Each line in the entries below that holds the string "format" is to be listed.

_Collected data entries_
--- START ---

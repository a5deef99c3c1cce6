//! Brackets and parentheses in titles highlight the hook.

use super::{RuleOutcome, SeoRule};
use crate::suggestions::bracketed_variants;
use crate::{Action, ActionKind, VideoRecord};
use regex::Regex;

const PENALTY: u32 = 3;

/// Rule for titles without a `[...]` or `(...)` segment
pub struct TitleBracketsRule {
    pattern: Regex,
}

impl TitleBracketsRule {
    pub fn new() -> Self {
        Self {
            pattern: Regex::new(r"[\[(].*[\])]").unwrap(),
        }
    }
}

impl Default for TitleBracketsRule {
    fn default() -> Self {
        Self::new()
    }
}

impl SeoRule for TitleBracketsRule {
    fn name(&self) -> &'static str {
        "title-brackets"
    }

    fn evaluate(&self, video: &VideoRecord) -> RuleOutcome {
        let title = &video.snippet.title;

        if self.pattern.is_match(title) {
            RuleOutcome::strength(
                "Using brackets/parentheses in title - great for highlighting key info!",
            )
        } else {
            RuleOutcome::issue(
                PENALTY,
                "Add a bracketed qualifier like [2026] or (Step by Step) to stand out in search.",
            )
            .with_action(
                Action::new(
                    ActionKind::Title,
                    "No brackets or parentheses in the title",
                    title.clone(),
                    bracketed_variants(title)[0].clone(),
                    "Bracketed qualifiers are proven CTR boosters - they signal freshness or format at a glance.",
                )
                .with_alternatives(bracketed_variants(title)),
            )
        }
    }
}
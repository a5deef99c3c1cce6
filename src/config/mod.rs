//! Configuration loading for vidscore

use anyhow::{Context, Result};
use serde::{Deserialize, Serialize};
use std::fs;
use std::path::{Path, PathBuf};

pub const CONFIG_FILENAME: &str = ".vidscorerc.json";

/// File-based defaults, overridden by CLI flags. Every field is
/// optional; hard-coded defaults apply last.
#[derive(Debug, Clone, Default, Serialize, Deserialize)]
#[serde(rename_all = "camelCase", default)]
pub struct Config {
    /// YouTube Data API key. Prefer the YOUTUBE_API_KEY environment
    /// variable so the key stays out of version control.
    pub api_key: Option<String>,
    /// How many worst performers to keep.
    pub limit: Option<usize>,
    /// Recency window in months.
    pub months: Option<u32>,
    /// Exit 1 when the channel's average score falls below this.
    pub min_score: Option<u8>,
}

impl Config {
    /// CLI flags override config file values
    pub fn merge_with_cli(
        mut self,
        api_key: Option<String>,
        limit: Option<usize>,
        months: Option<u32>,
        min_score: Option<u8>,
    ) -> Self {
        if api_key.is_some() {
            self.api_key = api_key;
        }
        if limit.is_some() {
            self.limit = limit;
        }
        if months.is_some() {
            self.months = months;
        }
        if min_score.is_some() {
            self.min_score = min_score;
        }
        self
    }

    /// API key resolution: an explicit flag or config value first, the
    /// environment as the fallback.
    pub fn resolve_api_key(&self) -> Option<String> {
        self.api_key.clone().or_else(|| {
            std::env::var(crate::youtube::ENV_API_KEY)
                .ok()
                .filter(|key| !key.is_empty())
        })
    }
}

/// Find and load the config file. Searches the working directory then
/// its parents; a missing file means defaults, an unreadable or invalid
/// one is an error.
pub fn load_config(work_dir: &Path, custom_path: Option<&Path>) -> Result<Config> {
    let path = if let Some(p) = custom_path {
        let path = if p.is_absolute() {
            p.to_path_buf()
        } else {
            work_dir.join(p)
        };
        if !path.exists() {
            anyhow::bail!("Config file not found: {}", path.display());
        }
        Some(path)
    } else {
        find_config_in_parents(work_dir)
    };

    match path {
        Some(path) => {
            let content = fs::read_to_string(&path)
                .with_context(|| format!("Failed to read config: {}", path.display()))?;
            serde_json::from_str(&content)
                .with_context(|| format!("Invalid JSON in config: {}", path.display()))
        }
        None => Ok(Config::default()),
    }
}

/// Search for .vidscorerc.json in a directory and its parents
fn find_config_in_parents(mut dir: &Path) -> Option<PathBuf> {
    loop {
        let candidate = dir.join(CONFIG_FILENAME);
        if candidate.exists() {
            return Some(candidate);
        }
        dir = dir.parent()?;
    }
}

/// Write a starter config into `dir` and return its path
pub fn write_default_config(dir: &Path, min_score: Option<u8>) -> Result<PathBuf> {
    let path = dir.join(CONFIG_FILENAME);
    let config = Config {
        api_key: None,
        limit: Some(10),
        months: Some(3),
        min_score,
    };
    let content = serde_json::to_string_pretty(&config)?;
    fs::write(&path, content)
        .with_context(|| format!("Failed to write config: {}", path.display()))?;
    Ok(path)
}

--- END ---

_Written answer_
                    "Bracketed qualifiers are proven CTR boosters - they signal freshness or format at a glance.",
                .with_context(|| format!("Failed to read config: {}", path.display()))?;
                .with_context(|| format!("Invalid JSON in config: {}", path.display()))
        .with_context(|| format!("Failed to write config: {}", path.display()))?;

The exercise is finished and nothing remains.